#### TASK PROMPT
The response should contain every record, reproduced exactly.

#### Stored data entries
____

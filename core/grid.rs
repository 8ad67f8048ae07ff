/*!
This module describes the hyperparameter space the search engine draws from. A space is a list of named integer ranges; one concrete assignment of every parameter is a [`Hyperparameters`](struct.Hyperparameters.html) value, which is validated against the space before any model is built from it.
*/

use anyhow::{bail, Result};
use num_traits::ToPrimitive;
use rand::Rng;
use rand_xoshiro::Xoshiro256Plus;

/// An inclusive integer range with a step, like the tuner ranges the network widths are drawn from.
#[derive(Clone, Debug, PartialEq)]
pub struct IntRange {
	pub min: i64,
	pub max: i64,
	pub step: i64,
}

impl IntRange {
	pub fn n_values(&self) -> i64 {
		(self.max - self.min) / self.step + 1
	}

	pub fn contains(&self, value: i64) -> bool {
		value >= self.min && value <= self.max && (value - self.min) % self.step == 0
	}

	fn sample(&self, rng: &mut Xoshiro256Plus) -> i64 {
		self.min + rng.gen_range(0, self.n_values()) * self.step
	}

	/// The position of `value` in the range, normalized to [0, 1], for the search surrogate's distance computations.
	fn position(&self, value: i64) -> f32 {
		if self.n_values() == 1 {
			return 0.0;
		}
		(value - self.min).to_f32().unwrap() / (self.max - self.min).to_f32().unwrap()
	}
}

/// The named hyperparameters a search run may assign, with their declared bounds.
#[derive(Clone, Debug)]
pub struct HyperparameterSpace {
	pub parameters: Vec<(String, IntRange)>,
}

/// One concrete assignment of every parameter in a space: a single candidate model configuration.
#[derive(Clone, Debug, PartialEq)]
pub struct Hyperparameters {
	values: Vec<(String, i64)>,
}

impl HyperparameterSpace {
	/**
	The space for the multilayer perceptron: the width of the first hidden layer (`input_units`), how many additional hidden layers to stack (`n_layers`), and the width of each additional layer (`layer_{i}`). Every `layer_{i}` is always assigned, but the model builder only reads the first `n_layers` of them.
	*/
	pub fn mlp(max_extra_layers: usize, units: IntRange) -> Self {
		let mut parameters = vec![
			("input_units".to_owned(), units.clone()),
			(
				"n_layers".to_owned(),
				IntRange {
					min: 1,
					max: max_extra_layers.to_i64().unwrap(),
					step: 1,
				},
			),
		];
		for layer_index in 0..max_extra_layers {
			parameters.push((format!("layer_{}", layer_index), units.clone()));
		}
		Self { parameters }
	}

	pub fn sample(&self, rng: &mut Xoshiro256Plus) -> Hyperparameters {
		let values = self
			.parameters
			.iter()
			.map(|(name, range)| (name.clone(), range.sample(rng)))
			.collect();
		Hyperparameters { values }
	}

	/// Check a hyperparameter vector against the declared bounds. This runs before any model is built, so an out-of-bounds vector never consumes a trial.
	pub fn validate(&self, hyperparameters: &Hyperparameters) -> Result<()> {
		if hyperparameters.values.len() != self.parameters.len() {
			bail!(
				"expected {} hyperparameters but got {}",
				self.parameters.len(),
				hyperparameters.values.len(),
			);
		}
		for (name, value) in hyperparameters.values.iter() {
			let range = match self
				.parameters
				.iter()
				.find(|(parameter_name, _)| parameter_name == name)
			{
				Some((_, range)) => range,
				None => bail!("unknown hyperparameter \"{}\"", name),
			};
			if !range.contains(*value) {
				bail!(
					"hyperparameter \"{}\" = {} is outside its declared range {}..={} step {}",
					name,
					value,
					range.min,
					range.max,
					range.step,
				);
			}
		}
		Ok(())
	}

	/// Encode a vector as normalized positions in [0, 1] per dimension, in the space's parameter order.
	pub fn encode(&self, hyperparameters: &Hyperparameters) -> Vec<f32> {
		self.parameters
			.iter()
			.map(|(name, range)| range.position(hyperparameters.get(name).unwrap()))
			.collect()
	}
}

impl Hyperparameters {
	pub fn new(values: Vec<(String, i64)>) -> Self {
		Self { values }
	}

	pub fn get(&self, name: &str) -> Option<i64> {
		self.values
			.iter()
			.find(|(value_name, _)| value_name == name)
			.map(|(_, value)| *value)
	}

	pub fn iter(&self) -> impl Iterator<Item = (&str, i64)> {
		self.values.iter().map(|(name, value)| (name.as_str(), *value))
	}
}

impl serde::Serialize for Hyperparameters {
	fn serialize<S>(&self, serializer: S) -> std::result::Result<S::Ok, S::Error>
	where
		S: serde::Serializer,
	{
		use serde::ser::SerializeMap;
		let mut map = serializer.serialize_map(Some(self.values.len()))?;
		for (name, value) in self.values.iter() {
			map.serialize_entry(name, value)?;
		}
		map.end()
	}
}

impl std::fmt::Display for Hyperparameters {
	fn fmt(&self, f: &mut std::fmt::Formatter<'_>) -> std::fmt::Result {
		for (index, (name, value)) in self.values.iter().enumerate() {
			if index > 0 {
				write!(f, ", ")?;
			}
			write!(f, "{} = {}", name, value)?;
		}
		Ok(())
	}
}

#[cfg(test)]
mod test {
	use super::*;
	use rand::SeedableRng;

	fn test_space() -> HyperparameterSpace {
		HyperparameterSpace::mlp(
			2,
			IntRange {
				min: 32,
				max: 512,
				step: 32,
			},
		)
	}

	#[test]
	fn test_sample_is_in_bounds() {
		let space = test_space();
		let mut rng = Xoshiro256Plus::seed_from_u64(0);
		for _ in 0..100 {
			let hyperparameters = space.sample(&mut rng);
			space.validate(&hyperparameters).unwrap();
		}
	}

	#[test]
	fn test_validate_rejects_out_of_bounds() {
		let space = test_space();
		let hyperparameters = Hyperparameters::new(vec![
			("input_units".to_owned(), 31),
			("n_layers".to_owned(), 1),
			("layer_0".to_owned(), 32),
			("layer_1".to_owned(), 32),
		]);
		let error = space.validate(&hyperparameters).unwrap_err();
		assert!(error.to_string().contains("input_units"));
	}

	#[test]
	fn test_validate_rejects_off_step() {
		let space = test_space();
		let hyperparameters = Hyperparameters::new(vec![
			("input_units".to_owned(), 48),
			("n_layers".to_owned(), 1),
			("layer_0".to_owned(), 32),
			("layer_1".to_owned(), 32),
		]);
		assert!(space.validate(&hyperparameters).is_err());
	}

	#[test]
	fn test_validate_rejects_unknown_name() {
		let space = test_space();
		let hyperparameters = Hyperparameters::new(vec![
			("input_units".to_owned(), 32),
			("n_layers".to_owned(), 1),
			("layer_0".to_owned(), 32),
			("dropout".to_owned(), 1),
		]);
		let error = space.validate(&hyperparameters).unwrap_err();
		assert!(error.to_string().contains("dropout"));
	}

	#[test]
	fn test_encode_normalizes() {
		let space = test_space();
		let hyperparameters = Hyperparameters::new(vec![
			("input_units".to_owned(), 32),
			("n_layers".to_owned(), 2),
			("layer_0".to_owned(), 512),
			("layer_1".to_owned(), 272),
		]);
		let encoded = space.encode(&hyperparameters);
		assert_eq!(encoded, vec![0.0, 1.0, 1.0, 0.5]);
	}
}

____

#### EXERCISE ANSWER
filename core/grid.rs
repository 8ad67f8048ae07ff
/*!
This module describes the hyperparameter space the search engine draws from. A space is a list of named integer ranges; one concrete assignment of every parameter is a [`Hyperparameters`](struct.Hyperparameters.html) value, which is validated against the space before any model is built from it.
*/

use anyhow::{bail, Result};
use num_traits::ToPrimitive;
use rand::Rng;
use rand_xoshiro::Xoshiro256Plus;

/// An inclusive integer range with a step, like the tuner ranges the network widths are drawn from.
#[derive(Clone, Debug, PartialEq)]
pub struct IntRange {
	pub min: i64,
	pub max: i64,
	pub step: i64,
}

impl IntRange {
	pub fn n_values(&self) -> i64 {
		(self.max - self.min) / self.step + 1
	}

	pub fn contains(&self, value: i64) -> bool {
		value >= self.min && value <= self.max && (value - self.min) % self.step == 0
	}

	fn sample(&self, rng: &mut Xoshiro256Plus) -> i64 {
		self.min + rng.gen_range(0, self.n_values()) * self.step
	}

	/// The position of `value` in the range, normalized to [0, 1], for the search surrogate's distance computations.
	fn position(&self, value: i64) -> f32 {
		if self.n_values() == 1 {
			return 0.0;
		}
		(value - self.min).to_f32().unwrap() / (self.max - self.min).to_f32().unwrap()
	}
}

/// The named hyperparameters a search run may assign, with their declared bounds.
#[derive(Clone, Debug)]
pub struct HyperparameterSpace {
	pub parameters: Vec<(String, IntRange)>,
}

/// One concrete assignment of every parameter in a space: a single candidate model configuration.
#[derive(Clone, Debug, PartialEq)]
pub struct Hyperparameters {
	values: Vec<(String, i64)>,
}

impl HyperparameterSpace {
	/**
	The space for the multilayer perceptron: the width of the first hidden layer (`input_units`), how many additional hidden layers to stack (`n_layers`), and the width of each additional layer (`layer_{i}`). Every `layer_{i}` is always assigned, but the model builder only reads the first `n_layers` of them.
	*/
	pub fn mlp(max_extra_layers: usize, units: IntRange) -> Self {
		let mut parameters = vec![
			("input_units".to_owned(), units.clone()),
			(
				"n_layers".to_owned(),
				IntRange {
					min: 1,
					max: max_extra_layers.to_i64().unwrap(),
					step: 1,
				},
			),
		];
		for layer_index in 0..max_extra_layers {
			parameters.push((format!("layer_{}", layer_index), units.clone()));
		}
		Self { parameters }
	}

	pub fn sample(&self, rng: &mut Xoshiro256Plus) -> Hyperparameters {
		let values = self
			.parameters
			.iter()
			.map(|(name, range)| (name.clone(), range.sample(rng)))
			.collect();
		Hyperparameters { values }
	}

	/// Check a hyperparameter vector against the declared bounds. This runs before any model is built, so an out-of-bounds vector never consumes a trial.
	pub fn validate(&self, hyperparameters: &Hyperparameters) -> Result<()> {
		if hyperparameters.values.len() != self.parameters.len() {
			bail!(
				"expected {} hyperparameters but got {}",
				self.parameters.len(),
				hyperparameters.values.len(),
			);
		}
		for (name, value) in hyperparameters.values.iter() {
			let range = match self
				.parameters
				.iter()
				.find(|(parameter_name, _)| parameter_name == name)
			{
				Some((_, range)) => range,
				None => bail!("unknown hyperparameter \"{}\"", name),
			};
			if !range.contains(*value) {
				bail!(
					"hyperparameter \"{}\" = {} is outside its declared range {}..={} step {}",
					name,
					value,
					range.min,
					range.max,
					range.step,
				);
			}
		}
		Ok(())
	}

	/// Encode a vector as normalized positions in [0, 1] per dimension, in the space's parameter order.
	pub fn encode(&self, hyperparameters: &Hyperparameters) -> Vec<f32> {
		self.parameters
			.iter()
			.map(|(name, range)| range.position(hyperparameters.get(name).unwrap()))
			.collect()
	}
}

impl Hyperparameters {
	pub fn new(values: Vec<(String, i64)>) -> Self {
		Self { values }
	}

	pub fn get(&self, name: &str) -> Option<i64> {
		self.values
			.iter()
			.find(|(value_name, _)| value_name == name)
			.map(|(_, value)| *value)
	}

	pub fn iter(&self) -> impl Iterator<Item = (&str, i64)> {
		self.values.iter().map(|(name, value)| (name.as_str(), *value))
	}
}

impl serde::Serialize for Hyperparameters {
	fn serialize<S>(&self, serializer: S) -> std::result::Result<S::Ok, S::Error>
	where
		S: serde::Serializer,
	{
		use serde::ser::SerializeMap;
		let mut map = serializer.serialize_map(Some(self.values.len()))?;
		for (name, value) in self.values.iter() {
			map.serialize_entry(name, value)?;
		}
		map.end()
	}
}

impl std::fmt::Display for Hyperparameters {
	fn fmt(&self, f: &mut std::fmt::Formatter<'_>) -> std::fmt::Result {
		for (index, (name, value)) in self.values.iter().enumerate() {
			if index > 0 {
				write!(f, ", ")?;
			}
			write!(f, "{} = {}", name, value)?;
		}
		Ok(())
	}
}

#[cfg(test)]
mod test {
	use super::*;
	use rand::SeedableRng;

	fn test_space() -> HyperparameterSpace {
		HyperparameterSpace::mlp(
			2,
			IntRange {
				min: 32,
				max: 512,
				step: 32,
			},
		)
	}

	#[test]
	fn test_sample_is_in_bounds() {
		let space = test_space();
		let mut rng = Xoshiro256Plus::seed_from_u64(0);
		for _ in 0..100 {
			let hyperparameters = space.sample(&mut rng);
			space.validate(&hyperparameters).unwrap();
		}
	}

	#[test]
	fn test_validate_rejects_out_of_bounds() {
		let space = test_space();
		let hyperparameters = Hyperparameters::new(vec![
			("input_units".to_owned(), 31),
			("n_layers".to_owned(), 1),
			("layer_0".to_owned(), 32),
			("layer_1".to_owned(), 32),
		]);
		let error = space.validate(&hyperparameters).unwrap_err();
		assert!(error.to_string().contains("input_units"));
	}

	#[test]
	fn test_validate_rejects_off_step() {
		let space = test_space();
		let hyperparameters = Hyperparameters::new(vec![
			("input_units".to_owned(), 48),
			("n_layers".to_owned(), 1),
			("layer_0".to_owned(), 32),
			("layer_1".to_owned(), 32),
		]);
		assert!(space.validate(&hyperparameters).is_err());
	}

	#[test]
	fn test_validate_rejects_unknown_name() {
		let space = test_space();
		let hyperparameters = Hyperparameters::new(vec![
			("input_units".to_owned(), 32),
			("n_layers".to_owned(), 1),
			("layer_0".to_owned(), 32),
			("dropout".to_owned(), 1),
		]);
		let error = space.validate(&hyperparameters).unwrap_err();
		assert!(error.to_string().contains("dropout"));
	}

	#[test]
	fn test_encode_normalizes() {
		let space = test_space();
		let hyperparameters = Hyperparameters::new(vec![
			("input_units".to_owned(), 32),
			("n_layers".to_owned(), 2),
			("layer_0".to_owned(), 512),
			("layer_1".to_owned(), 272),
		]);
		let encoded = space.encode(&hyperparameters);
		assert_eq!(encoded, vec![0.0, 1.0, 1.0, 0.5]);
	}
}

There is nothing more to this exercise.